I had many clients, mostly women, who came for help — with love, with childbirth, with ending a pregnancy, with repelling the evil eye or blocking a curse. Sometimes people wanted me to cause harm to others — but I always refused. Men visited me, too, hoping for success or money. I would not guarantee the results. A few people asked me to contact the dead. Though I had had experiences seeing the dead, I could not force them to come to me or to speak through me.
Many people asked me to heal physical and emotional illnesses. Kyria Mavropoulou brought her six-month-old baby to my door. I had noticed him many times — a healthy, chubby boy, always laughing and holding his arms out, even to strangers. But now he looked flushed and tired. There were dark circles under his eyes, and he was shaking, but was not fevered. There seemed to be no reason for his sickness. He also was yawning repeatedly. Right away, I recognized the symptoms of the mati, the evil eye. I asked Kyria if anyone had recently admired her baby. She, of course, said that everyone did — but I asked her if anyone in particular had exclaimed about the child’s beauty.
“There was the foreign girl, the xeni,” she said. “She is visiting the Yorgopoulos family. She said he was beautiful and even held him.”

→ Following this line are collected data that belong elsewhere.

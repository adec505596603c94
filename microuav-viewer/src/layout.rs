use microuav_core::{BgrImage, Rect};

pub const HUD_LINE_HEIGHT: f32 = 26.0;
pub const HUD_FONT_SIZE: f32 = 24.0;

/// Screen placement of the map panel and the observation panel.
#[derive(Debug, Clone, Copy, PartialEq)]
pub struct PanelLayout {
    /// Screen pixels per map pixel.
    pub scale: f32,
    pub map_size: (f32, f32),
    pub obs_origin: (f32, f32),
    pub obs_size: (f32, f32),
}

impl PanelLayout {
    /// Fits `[map | observation]` into the screen. The observation panel has
    /// the map's height, like the recorder's side-by-side frames.
    pub fn fit(screen: (f32, f32), map: (u32, u32), obs: (u32, u32)) -> Self {
        let (map_w, map_h) = (map.0 as f32, map.1 as f32);
        let obs_w = if obs.1 == 0 {
            0.0
        } else {
            map_h * obs.0 as f32 / obs.1 as f32
        };
        let scale = (screen.0 / (map_w + obs_w)).min(screen.1 / map_h);
        Self {
            scale,
            map_size: (map_w * scale, map_h * scale),
            obs_origin: (map_w * scale, 0.0),
            obs_size: (obs_w * scale, map_h * scale),
        }
    }

    /// Screen rectangle `(x, y, w, h)` covering the map pixels of `rect`.
    pub fn map_rect(&self, rect: Rect) -> (f32, f32, f32, f32) {
        (
            rect.x0 as f32 * self.scale,
            rect.y0 as f32 * self.scale,
            rect.width() as f32 * self.scale,
            rect.height() as f32 * self.scale,
        )
    }

    /// Screen centre of map pixel `(x, y)`.
    pub fn map_point(&self, x: u32, y: u32) -> (f32, f32) {
        ((x as f32 + 0.5) * self.scale, (y as f32 + 0.5) * self.scale)
    }
}

/// BGR to the RGBA layout textures expect.
pub fn bgr_to_rgba(image: &BgrImage) -> Vec<u8> {
    let mut out = Vec::with_capacity(image.as_bytes().len() / 3 * 4);
    for px in image.as_bytes().chunks_exact(3) {
        out.extend_from_slice(&[px[2], px[1], px[0], 255]);
    }
    out
}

I thought this was likely the source of the illness. People could give the evil eye without even meaning to. I took a glass of water and dropped olive oil into it. The oil fell to the bottom. Now I knew that this was the evil eye. I made the sign of the cross three times and spat three times into the air. I gave Kyria Mavropoulou some medicine that I had spooned into a small bag, mostly to appease her, but I knew that I had to do more than that.
It was noon now and the sun very hot. I washed my face and hands and changed into my church dress. I wanted to look good when I met the foreigner. She wouldn’t be afraid of me, the way some of the villagers were. She surely wouldn’t believe in the powers of healing and magic. I had my medal of the Virgin Mary around my neck. I touched it for luck.
The stones were sharp along the path as I walked to the Yorgopoulos home. I needed new shoes. Perhaps the xeni would pay me to get her out of this trouble. Soon word would spread that a foreigner might have caused a baby’s sickness. I did not want the villagers to take action. I must do something first. I walked around the chickens strutting down the dirt path and looked down to watch for donkey droppings and to avoid the sun’s rays. The young woman was sitting out front in a chair, basking in the hot sun. I wanted to tell her that this was the most dangerous time of day — but I did not.
She smiled when she saw me approach and spoke to me in hesitant Greek. “Yiasou,” she said. I spoke to her slowly. She understood me quite well. Her parents had always spoken Greek to her in Canada, she said. She said that in Canada people called her Mary but that I could call her by her Greek name, Maria. I asked her about herself — she was a university student on holiday, seeking information about her background. “I believe Kyria Yorgopoulou is my cousin,” she said excitedly. “She has told me to call her Aunt Chrysoula.”
She offered me a chair and went inside to drag one out. I was relieved that the family was not at home. They would probably not want me sitting in the open, right in front of their house, though they had come to me often when they needed something. In fact, Chrysoula had used my love spell to win her husband, Stavros, to take him away from the promiscuous Soula.
Now I sat and spoke in a friendly way with Maria. She did not have a boyfriend, she told me, though she liked one of her fellow students very much. But he thought of her only as a friend. They studied together. If only he would just look at her!
“Oh, I think he will do that soon,” I said. “I have a feeling about that.”
“Do you get intuitions? I sometimes do, too. I just feel that this man is the one for me.”
“Yes,” I said, nodding. For a moment, I worried that Maria would be my rival in the arts that I knew so well.
Maria offered me some cold water. When she came back with two glasses, I looked her in the eye. She began to yawn. How could I explain? I decided on the direct approach. “Have you heard of the evil eye?”
“My mother is superstitious about that, but I never believed it really,” she answered.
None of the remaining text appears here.